Pikant: Obwohl auch Mitglieder der Grünen das Wettessen im vergangenen Jahr kritisch kommentiert hatten, saß der Ratsherr der Stadt Lüneburg, Ulrich Blanck (B90/Grüne), in der Jury. Blanck: "Ich hatte zugesagt, dort mitzumachen, also habe ich mein Wort gehalten." Er habe der Aktion damals wie heute keine große Bedeutung beigemessen. Auch der Fraktionsvorsitzende der Lüneburger Grünen, Andreas Meihsies, habe ursprünglich 2008 Jurymitglied sein wollen, aber aufgrund des öffentlichen Drucks wieder abgesagt. Die breite Kritik und Berichterstattung (unter anderem sendete Kabel 1 einen Beitrag in der Reihe "Abenteuer Leben") hatten aber offenbar Auswirkungen, auch auf Blanck. "Ich werde in diesem Jahr nicht teilnehmen", so der grüne Ratsherr. Natürlich könne man die Veranstaltung kritisch sehen. "Aber dann frage ich mich, was die Leute machen, die in den großen Lüneburger Restaurants essen gehen. Unterm Strich ist das Wettessen weniger zu kritisieren als das, was in normalen Restaurants Tag für Tag geschieht."

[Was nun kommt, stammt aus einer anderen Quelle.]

use std::collections::HashSet;

use crate::models::Scope;

/// The taxonomy ids a scope owns, captured once per request and never mutated.
#[derive(Debug, Clone)]
pub struct InventorySnapshot {
    scope: Scope,
    owned: HashSet<i64>,
}

impl InventorySnapshot {
    #[must_use]
    pub fn new(scope: Scope, owned: HashSet<i64>) -> Self {
        Self { scope, owned }
    }

    #[must_use]
    pub fn scope(&self) -> Scope {
        self.scope
    }

    #[must_use]
    pub fn owns(&self, taxonomy_id: i64) -> bool {
        self.owned.contains(&taxonomy_id)
    }

    #[must_use]
    pub fn ids(&self) -> &HashSet<i64> {
        &self.owned
    }

    #[must_use]
    pub fn len(&self) -> usize {
        self.owned.len()
    }

    #[must_use]
    pub fn is_empty(&self) -> bool {
        self.owned.is_empty()
    }
}

/// Ingredients assumed to always be on hand (salt, pepper, oil...).
#[derive(Debug, Clone, Default)]
pub struct StapleSet {
    ids: HashSet<i64>,
}

impl StapleSet {
    #[must_use]
    pub fn new(ids: HashSet<i64>) -> Self {
        Self { ids }
    }

    /// An empty set, used when the caller turns staple assumption off.
    #[must_use]
    pub fn disabled() -> Self {
        Self::default()
    }

    #[must_use]
    pub fn contains(&self, taxonomy_id: i64) -> bool {
        self.ids.contains(&taxonomy_id)
    }

    #[must_use]
    pub fn len(&self) -> usize {
        self.ids.len()
    }

    #[must_use]
    pub fn is_empty(&self) -> bool {
        self.ids.is_empty()
    }
}

#[cfg(test)]
mod tests {
    use super::*;

    #[test]
    fn test_snapshot_membership() {
        let snap = InventorySnapshot::new(Scope::User(1), HashSet::from([3, 7]));
        assert!(snap.owns(3));
        assert!(!snap.owns(4));
        assert_eq!(snap.len(), 2);
        assert_eq!(snap.scope(), Scope::User(1));
    }

    #[test]
    fn test_disabled_staples_contain_nothing() {
        let staples = StapleSet::disabled();
        assert!(staples.is_empty());
        assert!(!staples.contains(1));
        assert!(StapleSet::new(HashSet::from([1])).contains(1));
    }
}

Ein weiterer Kritikpunkt von "campus.grün": "Anno 1900"-Inhaber Martin Lühmann verarbeitet konventionelles Schweinefleisch vom Handelshof Lüneburg. "Das heißt, das Fleisch ist aus Massentierhaltung", so Sebastian Heilmann. Im Vorjahr hatte Lühmann Biofleisch von Neuland für den Wettbewerb genommen. "Den Teilnehmern hat das aber nicht sonderlich geschmeckt." Bioware sei zudem einfach zu teuer, so Lühmann. "Ich hatte eine Zeit lang Biofleisch auf der Karte, aber kein Gast war bereit, den höheren Preis zu zahlen." Er selbst sei zwar auch gegen Massentierhaltung. Die Kritik der Gruppe "campus.grün" hält er aber für nicht konsequent: "Das widerspricht sich alles. Wenn man mal hochrechnet, was bei den ganzen großen Buffets in Lüneburg Tag für Tag weggeworfen wird, habe ich im Vergleich nur sehr wenig Essensabfälle", so Lühmann.

Im TV-Bericht, den man sich auf der Internetseite der Kneipe ansehen kann, wird jedenfalls klar, was dem "Anno"-Besitzer persönlich am besten schmeckt. Er und sein Hilfskoch bevorzugen im direkten Vergleich mit Biofleisch das konventionelle Schnitzel. Lühmanns Fazit: "Schmeckt besser, oder? Da sieht man mal was die Genforschung macht."